What you are asked to do |
With nothing left out, repeat every entry exactly.

Exercise data |

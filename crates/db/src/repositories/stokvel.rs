//! Stokvel repository for fund definitions and membership listings.

use chrono::Utc;
use sea_orm::{
    ActiveModelTrait, ColumnTrait, DatabaseConnection, DbErr, EntityTrait, PaginatorTrait,
    QueryFilter, QueryOrder, Set,
};
use stokvel_core::stokvel::{NewStokvel, StokvelError};
use stokvel_shared::types::{PageRequest, StokvelId};
use tracing::info;
use uuid::Uuid;

use crate::entities::{stokvel_enrollments, stokvels, users};

/// Error types for stokvel operations.
#[derive(Debug, thiserror::Error)]
pub enum StokvelRepoError {
    /// Input broke a stokvel rule.
    #[error(transparent)]
    Rule(#[from] StokvelError),

    /// Database error.
    #[error("Database error: {0}")]
    Database(#[from] DbErr),
}

/// Stokvel repository.
#[derive(Debug, Clone)]
pub struct StokvelRepository {
    db: DatabaseConnection,
}

impl StokvelRepository {
    /// Creates a new stokvel repository.
    #[must_use]
    pub const fn new(db: DatabaseConnection) -> Self {
        Self { db }
    }

    /// Validates and inserts a stokvel.
    ///
    /// # Errors
    ///
    /// Returns `Rule` if the definition is invalid.
    pub async fn create(&self, input: NewStokvel) -> Result<stokvels::Model, StokvelRepoError> {
        input.validate()?;

        let stokvel = stokvels::ActiveModel {
            id: Set(StokvelId::new().into_inner()),
            name: Set(input.name.trim().to_string()),
            number_people: Set(input.number_people),
            goal: Set(input.goal),
            monthly_contribution: Set(input.monthly_contribution),
            net_value: Set(input.net_value),
            interest_rate: Set(input.interest_rate),
            started_at: Set(input.started_at),
            end_at: Set(input.end_at),
            created_at: Set(Utc::now().into()),
        }
        .insert(&self.db)
        .await?;

        info!(stokvel_id = %stokvel.id, name = %stokvel.name, "Stokvel created");
        Ok(stokvel)
    }

    /// Finds a stokvel by ID.
    ///
    /// # Errors
    ///
    /// Returns an error if the database query fails.
    pub async fn find_by_id(&self, id: Uuid) -> Result<Option<stokvels::Model>, DbErr> {
        stokvels::Entity::find_by_id(id).one(&self.db).await
    }

    /// Lists stokvels, oldest first, one page at a time.
    ///
    /// Returns the page and the total number of stokvels.
    ///
    /// # Errors
    ///
    /// Returns an error if the database query fails.
    pub async fn list(&self, page: PageRequest) -> Result<(Vec<stokvels::Model>, u64), DbErr> {
        let page = page.normalized();
        let paginator = stokvels::Entity::find()
            .order_by_asc(stokvels::Column::CreatedAt)
            .paginate(&self.db, u64::from(page.per_page));

        let total = paginator.num_items().await?;
        let items = paginator
            .fetch_page(u64::from(page.page.saturating_sub(1)))
            .await?;

        Ok((items, total))
    }

    /// Lists a stokvel's members with their enrollments.
    ///
    /// # Errors
    ///
    /// Returns an error if the database query fails.
    pub async fn members(
        &self,
        stokvel_id: Uuid,
    ) -> Result<Vec<(stokvel_enrollments::Model, users::Model)>, DbErr> {
        stokvel_enrollments::Entity::find()
            .filter(stokvel_enrollments::Column::StokvelId.eq(stokvel_id))
            .order_by_asc(stokvel_enrollments::Column::EnrolledAt)
            .find_also_related(users::Entity)
            .all(&self.db)
            .await
            .map(|rows| {
                rows.into_iter()
                    .filter_map(|(enrollment, user)| user.map(|u| (enrollment, u)))
                    .collect()
            })
    }
}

Exercise result |
filename crates/db/src/repositories/stokvel.rs
//! Stokvel repository for fund definitions and membership listings.

use chrono::Utc;
use sea_orm::{
    ActiveModelTrait, ColumnTrait, DatabaseConnection, DbErr, EntityTrait, PaginatorTrait,
    QueryFilter, QueryOrder, Set,
};
use stokvel_core::stokvel::{NewStokvel, StokvelError};
use stokvel_shared::types::{PageRequest, StokvelId};
use tracing::info;
use uuid::Uuid;

use crate::entities::{stokvel_enrollments, stokvels, users};

/// Error types for stokvel operations.
#[derive(Debug, thiserror::Error)]
pub enum StokvelRepoError {
    /// Input broke a stokvel rule.
    #[error(transparent)]
    Rule(#[from] StokvelError),

    /// Database error.
    #[error("Database error: {0}")]
    Database(#[from] DbErr),
}

/// Stokvel repository.
#[derive(Debug, Clone)]
pub struct StokvelRepository {
    db: DatabaseConnection,
}

impl StokvelRepository {
    /// Creates a new stokvel repository.
    #[must_use]
    pub const fn new(db: DatabaseConnection) -> Self {
        Self { db }
    }

    /// Validates and inserts a stokvel.
    ///
    /// # Errors
    ///
    /// Returns `Rule` if the definition is invalid.
    pub async fn create(&self, input: NewStokvel) -> Result<stokvels::Model, StokvelRepoError> {
        input.validate()?;

        let stokvel = stokvels::ActiveModel {
            id: Set(StokvelId::new().into_inner()),
            name: Set(input.name.trim().to_string()),
            number_people: Set(input.number_people),
            goal: Set(input.goal),
            monthly_contribution: Set(input.monthly_contribution),
            net_value: Set(input.net_value),
            interest_rate: Set(input.interest_rate),
            started_at: Set(input.started_at),
            end_at: Set(input.end_at),
            created_at: Set(Utc::now().into()),
        }
        .insert(&self.db)
        .await?;

        info!(stokvel_id = %stokvel.id, name = %stokvel.name, "Stokvel created");
        Ok(stokvel)
    }

    /// Finds a stokvel by ID.
    ///
    /// # Errors
    ///
    /// Returns an error if the database query fails.
    pub async fn find_by_id(&self, id: Uuid) -> Result<Option<stokvels::Model>, DbErr> {
        stokvels::Entity::find_by_id(id).one(&self.db).await
    }

    /// Lists stokvels, oldest first, one page at a time.
    ///
    /// Returns the page and the total number of stokvels.
    ///
    /// # Errors
    ///
    /// Returns an error if the database query fails.
    pub async fn list(&self, page: PageRequest) -> Result<(Vec<stokvels::Model>, u64), DbErr> {
        let page = page.normalized();
        let paginator = stokvels::Entity::find()
            .order_by_asc(stokvels::Column::CreatedAt)
            .paginate(&self.db, u64::from(page.per_page));

        let total = paginator.num_items().await?;
        let items = paginator
            .fetch_page(u64::from(page.page.saturating_sub(1)))
            .await?;

        Ok((items, total))
    }

    /// Lists a stokvel's members with their enrollments.
    ///
    /// # Errors
    ///
    /// Returns an error if the database query fails.
    pub async fn members(
        &self,
        stokvel_id: Uuid,
    ) -> Result<Vec<(stokvel_enrollments::Model, users::Model)>, DbErr> {
        stokvel_enrollments::Entity::find()
            .filter(stokvel_enrollments::Column::StokvelId.eq(stokvel_id))
            .order_by_asc(stokvel_enrollments::Column::EnrolledAt)
            .find_also_related(users::Entity)
            .all(&self.db)
            .await
            .map(|rows| {
                rows.into_iter()
                    .filter_map(|(enrollment, user)| user.map(|u| (enrollment, u)))
                    .collect()
            })
    }
}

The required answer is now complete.